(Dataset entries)
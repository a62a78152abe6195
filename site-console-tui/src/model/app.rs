//! 应用主状态结构

use site_console_core::{Notice, NoticeLevel, ProvisioningController};

use super::{FocusField, ModalState};

/// 应用主状态
pub struct App {
    /// 是否应该退出
    pub should_quit: bool,

    /// 当前焦点
    pub focus: FocusField,

    /// 发布流程控制器（持有草稿与服务端快照）
    pub controller: ProvisioningController,

    /// 弹窗状态
    pub modal: ModalState,

    /// 最近一条通知
    pub notice: Option<Notice>,

    /// 正在进行的远程操作（用于状态栏提示）
    pub busy: Option<&'static str>,

    /// 后端描述
    pub backend_label: String,
}

impl App {
    /// 创建新的应用实例
    pub fn new(controller: ProvisioningController, backend_label: impl Into<String>) -> Self {
        Self {
            should_quit: false,
            focus: FocusField::default(),
            controller,
            modal: ModalState::new(),
            notice: None,
            busy: None,
            backend_label: backend_label.into(),
        }
    }

    pub fn notify(&mut self, notice: Notice) {
        match notice.level {
            NoticeLevel::Error => {
                log::error!("{}: {}", notice.title, notice.description);
            }
            NoticeLevel::Warning => {
                log::warn!("{}: {}", notice.title, notice.description);
            }
            NoticeLevel::Success => {
                log::info!("{}: {}", notice.title, notice.description);
            }
        }
        self.notice = Some(notice);
    }

    /// 清除通知
    pub fn clear_notice(&mut self) {
        self.notice = None;
    }
}
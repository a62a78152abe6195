//! 配置服务
//!
//! 配置文件为 JSON，默认位于 `<config dir>/site-console/config.json`；文件不存在时使用默认值。

use std::fs;
use std::path::{Path, PathBuf};
use std::time::Duration;

use anyhow::{Context, Result};
use serde::{Deserialize, Serialize};
use site_console_core::{ConsoleSettings, DEFAULT_CUSTOM_DOMAIN, DEFAULT_PLATFORM_DOMAIN};
use site_console_provider::{BackendConfig, HttpGatewayConfig, MemorySeed};

use crate::view::theme::Theme;

const CONFIG_DIR_NAME: &str = "site-console";
const CONFIG_FILE_NAME: &str = "config.json";

/// 应用配置
#[derive(Debug, Clone, PartialEq, Eq, Serialize, Deserialize)]
#[serde(rename_all = "camelCase", default)]
pub struct ConsoleConfig {
    pub backend: BackendConfig,
    pub platform_domain: String,
    pub default_custom_domain: String,
    pub stale_time_secs: u64,
    pub theme: Theme,
}

impl Default for ConsoleConfig {
    fn default() -> Self {
        Self {
            backend: BackendConfig::default(),
            platform_domain: DEFAULT_PLATFORM_DOMAIN.to_string(),
            default_custom_domain: DEFAULT_CUSTOM_DOMAIN.to_string(),
            stale_time_secs: 300,
            theme: Theme::default(),
        }
    }
}

impl ConsoleConfig {
    pub fn settings(&self) -> ConsoleSettings {
        ConsoleSettings {
            platform_domain: self.platform_domain.clone(),
            default_custom_domain: self.default_custom_domain.clone(),
        }
    }

    pub fn stale_time(&self) -> Duration {
        Duration::from_secs(self.stale_time_secs)
    }

    /// 命令行参数覆盖配置文件
    pub fn apply_overrides(&mut self, backend_url: Option<&str>, offline: bool) {
        if offline {
            self.backend = BackendConfig::Memory(MemorySeed::default());
        } else if let Some(url) = backend_url {
            self.backend = match &self.backend {
                BackendConfig::Http(existing) => BackendConfig::Http(HttpGatewayConfig {
                    base_url: url.to_string(),
                    ..existing.clone()
                }),
                BackendConfig::Memory(_) => BackendConfig::Http(HttpGatewayConfig::new(url)),
            };
        }
    }

    /// 状态栏上显示的后端描述
    pub fn backend_label(&self) -> String {
        match &self.backend {
            BackendConfig::Http(http) => http.base_url.clone(),
            BackendConfig::Memory(_) => "offline (in-memory)".to_string(),
        }
    }
}

/// 配置服务 trait
pub trait ConfigService: Send + Sync {
    /// 加载配置
    fn load(&self) -> Result<ConsoleConfig>;

    /// 保存配置
    fn save(&self, config: &ConsoleConfig) -> Result<()>;
}

/// 本地配置服务
pub struct LocalConfigService {
    path: PathBuf,
}

impl LocalConfigService {
    pub fn new(path: PathBuf) -> Self {
        Self { path }
    }

    /// 使用平台默认配置目录
    pub fn from_default_location() -> Result<Self> {
        let dir = dirs::config_dir().context("Could not determine the user config directory")?;
        Ok(Self::new(dir.join(CONFIG_DIR_NAME).join(CONFIG_FILE_NAME)))
    }

    pub fn path(&self) -> &Path {
        &self.path
    }
}

impl ConfigService for LocalConfigService {
    fn load(&self) -> Result<ConsoleConfig> {
        if !self.path.exists() {
            log::info!(
                "No config file at {}, using defaults",
                self.path.display()
            );
            return Ok(ConsoleConfig::default());
        }

        let raw = fs::read_to_string(&self.path)
            .with_context(|| format!("Failed to read {}", self.path.display()))?;
        let config = serde_json::from_str(&raw)
            .with_context(|| format!("Invalid config file {}", self.path.display()))?;
        log::info!("Loaded config from {}", self.path.display());
        Ok(config)
    }

    fn save(&self, config: &ConsoleConfig) -> Result<()> {
        if let Some(parent) = self.path.parent() {
            fs::create_dir_all(parent)
                .with_context(|| format!("Failed to create {}", parent.display()))?;
        }
        let json = serde_json::to_string_pretty(config)?;
        fs::write(&self.path, json)
            .with_context(|| format!("Failed to write {}", self.path.display()))?;
        Ok(())
    }
}

#[cfg(test)]
mod tests {
    use super::*;

    #[test]
    fn missing_file_yields_defaults() {
        let dir = tempfile::tempdir().unwrap();
        let service = LocalConfigService::new(dir.path().join("absent.json"));

        let config = service.load().unwrap();
        assert_eq!(config, ConsoleConfig::default());
        assert_eq!(config.stale_time(), Duration::from_secs(300));
        assert_eq!(config.settings(), ConsoleSettings::default());
    }

    #[test]
    fn save_then_load() {
        let dir = tempfile::tempdir().unwrap();
        let service = LocalConfigService::new(dir.path().join("nested").join(CONFIG_FILE_NAME));
        let config = ConsoleConfig {
            backend: BackendConfig::Http(HttpGatewayConfig::new("https://api.example.test/")),
            theme: Theme::Light,
            ..ConsoleConfig::default()
        };

        service.save(&config).unwrap();
        assert_eq!(service.load().unwrap(), config);
    }

    #[test]
    fn partial_file_keeps_other_defaults() {
        let dir = tempfile::tempdir().unwrap();
        let path = dir.path().join(CONFIG_FILE_NAME);
        fs::write(
            &path,
            r#"{ "platformDomain": "sites.test", "backend": { "kind": "http", "base_url": "http://localhost:8080" } }"#,
        )
        .unwrap();

        let config = LocalConfigService::new(path).load().unwrap();
        assert_eq!(config.platform_domain, "sites.test");
        assert_eq!(config.default_custom_domain, DEFAULT_CUSTOM_DOMAIN);
        assert!(matches!(config.backend, BackendConfig::Http(_)));
    }

    #[test]
    fn invalid_file_is_an_error() {
        let dir = tempfile::tempdir().unwrap();
        let path = dir.path().join(CONFIG_FILE_NAME);
        fs::write(&path, "{ not json").unwrap();

        assert!(LocalConfigService::new(path).load().is_err());
    }

    #[test]
    fn offline_overrides_backend_url() {
        let mut config = ConsoleConfig::default();
        config.apply_overrides(Some("http://localhost:8080"), true);
        assert!(matches!(config.backend, BackendConfig::Memory(_)));
    }

    #[test]
    fn backend_url_keeps_http_tuning() {
        let mut config = ConsoleConfig {
            backend: BackendConfig::Http(HttpGatewayConfig {
                base_url: "http://old".into(),
                timeout_secs: 3,
                max_retries: 5,
            }),
            ..ConsoleConfig::default()
        };
        config.apply_overrides(Some("http://new"), false);

        let BackendConfig::Http(http) = &config.backend else {
            panic!("expected http backend");
        };
        assert_eq!(http.base_url, "http://new");
        assert_eq!(http.timeout_secs, 3);
        assert_eq!(http.max_retries, 5);
        assert_eq!(config.backend_label(), "http://new");
    }
}
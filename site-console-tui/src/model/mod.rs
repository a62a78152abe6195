//!
//! src/model/mod.rs
//! Model 层：应用状态
//!
//! 有模块结构：
//!     src/model/mod.rs
//!         mod app;        // App 主状态
//!         mod focus;      // 焦点（子域名 / 自定义域名 / 危险操作区）
//!         mod modal;      // 确认弹窗与帮助弹窗
//!
//! 表单草稿本身不在这里：它由 `site_console_core::ProvisioningController` 持有，
//! Model 层只保存与界面相关的状态（焦点、弹窗、通知）。

mod app;
mod focus;
mod modal;

pub use app::App;
pub use focus::FocusField;
pub use modal::{ConfirmAction, Modal, ModalState};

Work task:
Whenever a line above contains "LocalConfigService", copy that line.

Reply:
pub struct LocalConfigService {
impl LocalConfigService {
impl ConfigService for LocalConfigService {
        let service = LocalConfigService::new(dir.path().join("absent.json"));
        let service = LocalConfigService::new(dir.path().join("nested").join(CONFIG_FILE_NAME));
        let config = LocalConfigService::new(path).load().unwrap();
        assert!(LocalConfigService::new(path).load().is_err());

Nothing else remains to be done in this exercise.